------ INPUT DATA
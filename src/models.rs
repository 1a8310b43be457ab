use base64::{engine::general_purpose::STANDARD, Engine};
use serde::Serialize;

/// A corner of a detection polygon, in pixel coordinates of the image the
/// recognizer was given
#[derive(Debug, Clone, Copy, PartialEq, Serialize)]
pub struct Point {
    pub x: f32,
    pub y: f32,
}

impl Point {
    pub fn new(x: f32, y: f32) -> Self {
        Self { x, y }
    }
}

/// One recognized text region
#[derive(Debug, Clone, PartialEq, Serialize)]
pub struct Detection {
    /// Four corners, in drawing order
    pub region: [Point; 4],
    pub text: String,
    /// `None` when the engine did not report a score. Kept distinct from 0.0.
    pub confidence: Option<f32>,
}

impl Detection {
    pub fn new(region: [Point; 4], text: impl Into<String>, confidence: Option<f32>) -> Self {
        Self {
            region,
            text: text.into(),
            confidence,
        }
    }

    /// Build a detection from an axis-aligned box
    pub fn from_rect(
        left: f32,
        top: f32,
        right: f32,
        bottom: f32,
        text: impl Into<String>,
        confidence: Option<f32>,
    ) -> Self {
        Self::new(
            [
                Point::new(left, top),
                Point::new(right, top),
                Point::new(right, bottom),
                Point::new(left, bottom),
            ],
            text,
            confidence,
        )
    }
}

/// Advisory sharpness verdict. Never blocks the pipeline.
#[derive(Debug, Clone, PartialEq, Serialize)]
pub struct QualityReport {
    pub acceptable: bool,
    pub message: String,
    pub metric: f64,
}

impl QualityReport {
    pub const ACCEPTABLE: &'static str = "Image quality is acceptable.";
    pub const BLURRY: &'static str = "Image is blurry; consider re-uploading.";
    pub const PIPELINE_ERROR: &'static str = "Error during quality check";

    /// Report attached to error envelopes
    pub fn pipeline_error() -> Self {
        Self {
            acceptable: false,
            message: Self::PIPELINE_ERROR.to_string(),
            metric: 0.0,
        }
    }
}

#[derive(Debug, Clone, Copy, PartialEq, Eq, Serialize)]
#[serde(rename_all = "lowercase")]
pub enum DocumentStatus {
    Success,
    Error,
}

/// Final output of one pipeline run
#[derive(Debug, Clone)]
pub struct DocumentResult {
    pub status: DocumentStatus,
    pub extracted_text: String,
    /// PNG bytes, absent when nothing was detected or the run failed
    pub annotated_image: Option<Vec<u8>>,
    pub confidence: f64,
    pub word_count: usize,
    pub character_count: usize,
    pub num_detections: usize,
    pub quality: QualityReport,
    pub error: Option<String>,
    pub detections: Vec<Detection>,
}

impl DocumentResult {
    /// Success envelope; counts are derived from the joined text
    pub fn success(
        detections: Vec<Detection>,
        extracted_text: String,
        confidence: f64,
        annotated_image: Option<Vec<u8>>,
        quality: QualityReport,
    ) -> Self {
        Self {
            status: DocumentStatus::Success,
            word_count: extracted_text.split_whitespace().count(),
            character_count: extracted_text.chars().count(),
            num_detections: detections.len(),
            extracted_text,
            annotated_image,
            confidence,
            quality,
            error: None,
            detections,
        }
    }

    /// Valid "no text found" outcome
    pub fn empty(quality: QualityReport) -> Self {
        Self::success(Vec::new(), String::new(), 0.0, None, quality)
    }

    pub fn failure(message: impl Into<String>) -> Self {
        Self {
            status: DocumentStatus::Error,
            extracted_text: String::new(),
            annotated_image: None,
            confidence: 0.0,
            word_count: 0,
            character_count: 0,
            num_detections: 0,
            quality: QualityReport::pipeline_error(),
            error: Some(message.into()),
            detections: Vec::new(),
        }
    }

    pub fn is_success(&self) -> bool {
        self.status == DocumentStatus::Success
    }

    /// Transport form of this result
    pub fn to_response(&self, include_detections: bool) -> DocumentResponse {
        match self.status {
            DocumentStatus::Success => DocumentResponse::Success {
                extracted_text: self.extracted_text.clone(),
                extracted_image: self
                    .annotated_image
                    .as_ref()
                    .map(|bytes| STANDARD.encode(bytes))
                    .unwrap_or_default(),
                confidence: self.confidence,
                word_count: self.word_count,
                character_count: self.character_count,
                num_detections: self.num_detections,
                quality_check: self.quality.message.clone(),
                detections: include_detections.then(|| self.detections.clone()),
            },
            DocumentStatus::Error => DocumentResponse::Error {
                error: self.error.clone().unwrap_or_default(),
                confidence: 0.0,
                quality_check: self.quality.message.clone(),
            },
        }
    }
}

/// Serialized envelope handed to the transport layer
#[derive(Debug, Clone, Serialize)]
#[serde(tag = "status", rename_all = "lowercase")]
pub enum DocumentResponse {
    Success {
        extracted_text: String,
        /// Base64 PNG, empty string when nothing was detected
        extracted_image: String,
        confidence: f64,
        word_count: usize,
        character_count: usize,
        num_detections: usize,
        quality_check: String,
        #[serde(skip_serializing_if = "Option::is_none")]
        detections: Option<Vec<Detection>>,
    },
    Error {
        error: String,
        confidence: f64,
        quality_check: String,
    },
}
------------
WHAT YOU SHOULD DO:
Scan the data for the string "impl" and copy each line in which it occurs.

RESPONSE:
impl Point {
impl Detection {
    pub fn new(region: [Point; 4], text: impl Into<String>, confidence: Option<f32>) -> Self {
        text: impl Into<String>,
impl QualityReport {
impl DocumentResult {
    pub fn failure(message: impl Into<String>) -> Self {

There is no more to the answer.